(Corrects paragraph 2 to describe remaining claims as "close
to" and not "more than" half its case, corrects paragraph 10
figure to "$311.6 million" and not $417.6 million, corrects
paragraph 11 figure to "$403.9 million" and not $297.9 million)
* Close to half of case over $715 mln securities survives
* NCUA evaluates options on dismissed claims
By Jonathan Stempel and Aruna Viswanatha
April 10 A federal judge has narrowed a U.S.
credit union regulator's lawsuit against Credit Suisse Group AG
over the sale of $715.5 million of mortgage-backed
securities to failed corporate credit unions.
Monday's decision by U.S. District Judge John Lungstrum in
Kansas City, Kansas, nonetheless allows the National Credit
Union Administration to pursue close to half its case against
the Swiss bank.
It suggests that the regulator may be able to recover
considerably more than the $335.8 million it has already
obtained in settlements with four major banks.

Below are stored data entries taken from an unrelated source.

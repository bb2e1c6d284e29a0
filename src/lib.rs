#![deny(unused)]
//! SandboxAI: run code in remote sandboxes.
//!
//! A [`Sandbox`] is a handle to one remote sandbox. It talks to a sandbox
//! service over HTTP, either at an address you supply or on an embedded
//! `sandboxaid` server that is started on first use and shut down when the
//! process exits.
//!
//! ```ignore
//! use sandboxai::Sandbox;
//!
//! Sandbox::builder().embedded(true).build()?.scope(|sb| {
//!     let result = sb.run_ipython_cell("print(123)")?;
//!     println!("{}", result.text().unwrap_or_default());
//!     Ok(())
//! })?;
//! ```

pub mod telemetry;

pub use sandboxai_client::HttpClient;
pub use sandboxai_core::{
    config::{ClientConfig, EmbeddedConfig, SandboxaiConfig},
    traits::{SandboxApi, Tool},
    types::{
        IPythonCellResult, Sandbox as SandboxInfo, SandboxSpec, ShellCommandResult, ToolOutput,
    },
    Error, Result, DEFAULT_IMAGE, DEFAULT_SPACE,
};
pub use sandboxai_embedded::EmbeddedServer;
pub use sandboxai_sandbox::{
    share, RunIPythonCellTool, RunShellCommandTool, Sandbox, SandboxBuilder, ScopedSandbox,
    SharedSandbox,
};
pub use telemetry::configure_tracing;

/// Wire types of the v1 API.
pub mod types {
    pub use sandboxai_core::types::*;
}

/// Embedded server control.
pub mod embedded {
    pub use sandboxai_embedded::{is_running, start, stop, EmbeddedServer};
}
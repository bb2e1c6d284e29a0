#![deny(unused)]
//! In-process fake of the SandboxAI v1 service.
//!
//! [`MockSandboxServer`] serves the sandbox management and tool invocation
//! routes from an in-memory store. Shell commands run through the local `sh`
//! (no isolation whatsoever) and IPython cells are answered by an echo kernel,
//! which is enough to exercise clients end to end. The `mock-sandboxaid`
//! binary wraps it in the embedded-mode process contract: port selection and
//! scope from the environment, a JSON handshake line on stdout, logs on
//! stderr, and optional cleanup on SIGTERM.

pub mod kernel;
pub mod server;

pub use server::{MockSandboxServer, MockState, RunningMockServer};
use serde::{Deserialize, Serialize};
use std::collections::HashMap;

// =============================================================================
// Sandbox Types
// =============================================================================

/// Desired runtime image and environment of a sandbox.
#[derive(Debug, Clone, PartialEq, Eq, Serialize, Deserialize)]
pub struct SandboxSpec {
    pub image: String,
    #[serde(default, skip_serializing_if = "Option::is_none")]
    pub env: Option<HashMap<String, String>>,
}

impl SandboxSpec {
    pub fn new(image: impl Into<String>) -> Self {
        Self {
            image: image.into(),
            env: None,
        }
    }

    /// Add an environment variable to the spec.
    pub fn with_env(mut self, key: impl Into<String>, value: impl Into<String>) -> Self {
        self.env
            .get_or_insert_with(HashMap::new)
            .insert(key.into(), value.into());
        self
    }
}

/// A sandbox as reported by the service.
#[derive(Debug, Clone, PartialEq, Eq, Serialize, Deserialize)]
pub struct Sandbox {
    pub space: String,
    pub name: String,
    pub spec: SandboxSpec,
}

/// Body of `POST /spaces/{space}/sandboxes`.
#[derive(Debug, Clone, PartialEq, Eq, Serialize, Deserialize)]
pub struct CreateSandboxRequest {
    /// Requested name. The service assigns one when absent.
    #[serde(default, skip_serializing_if = "Option::is_none")]
    pub name: Option<String>,
    pub spec: SandboxSpec,
}

impl CreateSandboxRequest {
    pub fn new(spec: SandboxSpec) -> Self {
        Self { name: None, spec }
    }

    pub fn with_name(mut self, name: impl Into<String>) -> Self {
        self.name = Some(name.into());
        self
    }
}

#[cfg(test)]
mod tests {
    use super::*;
    use serde_json::json;

    #[test]
    fn test_create_request_omits_absent_fields() {
        let req = CreateSandboxRequest::new(SandboxSpec::new("img:v1"));
        let value = serde_json::to_value(&req).unwrap();
        assert_eq!(value, json!({"spec": {"image": "img:v1"}}));
    }

    #[test]
    fn test_create_request_with_name_and_env() {
        let req = CreateSandboxRequest::new(SandboxSpec::new("img:v1").with_env("FOO", "bar"))
            .with_name("test-name");
        let value = serde_json::to_value(&req).unwrap();
        assert_eq!(
            value,
            json!({"name": "test-name", "spec": {"image": "img:v1", "env": {"FOO": "bar"}}})
        );
    }

    #[test]
    fn test_sandbox_decodes_without_env() {
        let sandbox: Sandbox = serde_json::from_value(json!({
            "space": "default",
            "name": "k3v9x",
            "spec": {"image": "img:v1"}
        }))
        .unwrap();
        assert_eq!(sandbox.name, "k3v9x");
        assert!(sandbox.spec.env.is_none());
    }
}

The NCUA is pursuing 10 lawsuits on behalf of five credit
unions it seized in 2009 and 2010 over losses they suffered on
$14.1 billion of mortgage-backed securities amid a crumbling
Half of the securities were sold by JPMorgan Chase & Co
, or Bear Stearns Cos or Washington Mutual Inc, both of
which JPMorgan bought in 2008.
Wholesale credit unions suffered more pain than retail
counterparts because they had more leeway on how to invest.
The Credit Suisse case relates to the sale between 2005 and
2007 of 20 residential mortgage-backed securities to three
credit unions for which the NCUA board is now a conservator.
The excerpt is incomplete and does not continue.